Truly, he does both. One of the reasons to get lost in his photographs is because of their luxuriously reflective qualities: The big skies, his capture of the quiet landscape, his subjects’ remoteness. This show is meditative, and definitely a respite from the daily (and holiday-driven) hullabaloo. And while it’s almost too easy to reimagine these photographs in a more stark and formal black and white, a la Ansel Adams, Varjabedian discussed his decision to go for color:
“I had started in black and white but it was logistically impossible,” he said. “There was something missing in black and white. Going with the digital camera — that gave me control of the color.”
Varjabedian makes magic with terrain in his photos. In his hands, the camera itself seems to have agency, as though it alone sits in wait for that moment where the sun and the sky and the terrain meet to form a perfect composition. His Dune and Fence, Alkali Flats Trail, Sunrise is simplicity at its finest, and yet its sparseness is a wonder. In the picture, a fence seems to float in sentinel silence.

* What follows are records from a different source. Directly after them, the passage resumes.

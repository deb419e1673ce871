//! Composition root and headless session driver.
//!
//! Wires the save provider, timer, high-score service, and race flow
//! together with explicit construction, then drives the flow with a fixed
//! timestep the way an engine update loop would.

use crate::config::GameConfig;
use crate::hud::HudView;
use crate::race::flow::{RaceFlow, RaceState};
use crate::race::high_score::{HighScoreError, HighScoreService};
use crate::race::timer::RaceTimer;
use crate::save::SharedSaveProvider;

/// Fixed frame delta for the headless session, in seconds.
const FRAME_DT_SECONDS: f32 = 1.0 / 60.0;

/// Scripted demo car: distance to the finish trigger and constant speed.
/// This is scene glue, not a physics model.
const TRACK_LENGTH_METERS: f32 = 180.0;
const CAR_SPEED_MPS: f32 = 24.0;

/// Hard cap on simulated frames, in case the session never finishes.
const MAX_FRAMES: u32 = 60 * 60 * 10;

/// Outcome of one headless race session.
#[derive(Debug, Clone, Copy)]
pub struct SessionSummary {
    pub final_time_seconds: f32,
    pub new_record: bool,
    pub best_time_seconds: f32,
}

/// The assembled game: race core plus display sink.
pub struct GameApp {
    flow: RaceFlow,
    hud: HudView,
}

impl GameApp {
    /// Build the game from a config and a save provider.
    pub fn new(config: GameConfig, save: SharedSaveProvider) -> Result<Self, HighScoreError> {
        let (timer, timer_rx) = RaceTimer::new();
        let high_score = HighScoreService::new(save, &config.best_time_save_key)?;

        let best_time = high_score.best_time_seconds();
        let (flow, race_rx) = RaceFlow::new(config.clone(), timer, high_score);
        let hud = HudView::new(&config, race_rx, timer_rx, best_time);

        Ok(Self { flow, hud })
    }

    /// The race state machine.
    pub fn flow(&self) -> &RaceFlow {
        &self.flow
    }

    /// Mutable access for hosts that forward their own commands.
    pub fn flow_mut(&mut self) -> &mut RaceFlow {
        &mut self.flow
    }

    /// The display sink.
    pub fn hud(&self) -> &HudView {
        &self.hud
    }

    /// Run one scripted race to the finish trigger and return the outcome.
    ///
    /// Starts the race (countdown included if configured), advances the demo
    /// car at constant speed while racing, and finishes when it crosses the
    /// track length.
    pub fn run_session(&mut self) -> SessionSummary {
        self.flow.start_race();

        let mut distance = 0.0_f32;
        let mut frames = 0_u32;

        while self.flow.state() != RaceState::Finished && frames < MAX_FRAMES {
            self.flow.tick(FRAME_DT_SECONDS);

            if self.flow.state() == RaceState::Racing {
                distance += CAR_SPEED_MPS * FRAME_DT_SECONDS;
                if distance >= TRACK_LENGTH_METERS {
                    self.flow.finish_race();
                }
            }

            self.hud.poll();
            frames += 1;
        }

        SessionSummary {
            final_time_seconds: self.flow.final_time_seconds(),
            new_record: self.flow.is_new_record(),
            best_time_seconds: self.flow.high_score().best_time_seconds(),
        }
    }
}
//! Float key-value persistence behind the [`SaveProvider`] seam.
//!
//! The race core never touches the disk directly; it talks to a provider that
//! stores one float per string key. `save()` is the flush/commit point.

pub mod file;

use std::collections::HashMap;
use std::sync::{Arc, Mutex};

pub use file::FileSaveProvider;

/// Abstract float key-value store consumed by the high-score service.
///
/// Providers are assumed to succeed synchronously; a provider that can fail
/// internally (e.g. disk I/O) deals with its own failures.
pub trait SaveProvider {
    /// Whether a value exists for `key`.
    fn has_key(&self, key: &str) -> bool;

    /// Read the value for `key`, or `default_value` if absent.
    fn get_float(&self, key: &str, default_value: f32) -> f32;

    /// Set the value for `key` in memory.
    fn set_float(&mut self, key: &str, value: f32);

    /// Flush pending writes to the backing store.
    fn save(&mut self);
}

/// Shared handle to a save provider.
///
/// The provider is shared between the high-score service and whoever else
/// needs to inspect it (composition root, tests).
pub type SharedSaveProvider = Arc<Mutex<dyn SaveProvider + Send>>;

/// Wrap a provider into a shared handle.
pub fn shared<S: SaveProvider + Send + 'static>(provider: S) -> SharedSaveProvider {
    Arc::new(Mutex::new(provider))
}

/// In-memory save provider.
///
/// Backs tests and ephemeral sessions; nothing survives the process. Counts
/// `save()` calls so callers can assert on flush behavior.
#[derive(Debug, Default)]
pub struct MemorySaveProvider {
    values: HashMap<String, f32>,
    save_calls: u32,
}

impl MemorySaveProvider {
    /// Create an empty provider.
    pub fn new() -> Self {
        Self::default()
    }

    /// How many times `save()` has been called.
    pub fn save_calls(&self) -> u32 {
        self.save_calls
    }
}

impl SaveProvider for MemorySaveProvider {
    fn has_key(&self, key: &str) -> bool {
        self.values.contains_key(key)
    }

    fn get_float(&self, key: &str, default_value: f32) -> f32 {
        self.values.get(key).copied().unwrap_or(default_value)
    }

    fn set_float(&mut self, key: &str, value: f32) {
        self.values.insert(key.to_string(), value);
    }

    fn save(&mut self) {
        self.save_calls += 1;
    }
}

In contrast, he ‘paints’ his compositions with nature’s elements. In Last Light at the Cottonwood, the swirls of clouds create a Starry Night and hover over the sands, and a lone tree acts as the picture’s stakeholder. The setting sun adds a golden punch to the cold blues of the scene.
Picnic Tables After a Rainstorm is surprising and charming, with the line of tables mirrored in the water along with the lush clouds above.
Sand Verbena and Indian Rice Grass features a small pink patch that has the feel of a gravesite.
The visual near-pun of Alkali Sacaton Grass on Dunes gives the sand plains a lone edge of grassy eyelashes in need of a brushing.
Varjabedian’s exhibition spans three galleries, and each photo invites a prolonged viewing; it’s worth taking the time to study the textures of these lands or the vastness of these skies. Some pictures include people and animals, which not only breaks up repetition, but also remind viewers of our own human connections to these lands and these skies.
But I disagree with Varjabedian’s earlier statement. For him, yes, he was there and met this living entity, connected with it and captured it digitally. For the those who see the work on a wall, Varjabedian’s photographs present a dreamlike state.